BERT pretraining model.

[Note] Please use the new BertPretrainerV2 for your projects.

The BertPretrainer allows a user to pass in a transformer stack, and instantiates the masked language model and classification networks that are used to create the training objectives.

network A transformer network. This network should output a sequence output and a classification output.
num_classes Number of classes to predict from the classification network.
num_token_predictions Number of tokens to predict from the masked LM.
embedding_table Embedding table of a network. If None, the "network.get_embedding_table()" is used.
activation The activation (if any) to use in the masked LM network. If None, no activation will be used.
initializer The initializer (if any) to use in the masked LM and classification networks. Defaults to a Glorot uniform initializer.
output The output style for this network.

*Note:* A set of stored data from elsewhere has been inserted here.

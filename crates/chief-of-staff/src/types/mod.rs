//! Core types for the assistant

pub mod conversation;
pub mod document;
pub mod mode;

pub use conversation::{ConversationTurn, Role};
pub use document::{FileType, UploadedDocument};
pub use mode::AnalysisMode;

Can be either logits or predictions.



Calls the model on new inputs and returns the outputs as tensors.

In this case call() just reapplies all ops in the graph to the new inputs (e.g. build a new computational graph from the provided inputs).

inputs Input tensor, or dict/list/tuple of input tensors.
training Boolean or boolean scalar tensor, indicating whether to run the Network in training mode or inference mode.
mask A mask or list of masks. A mask can be either a boolean tensor or None (no mask). For more details, check the guide here.

A tensor if there is a single output, or a list of tensors if there are more than one outputs.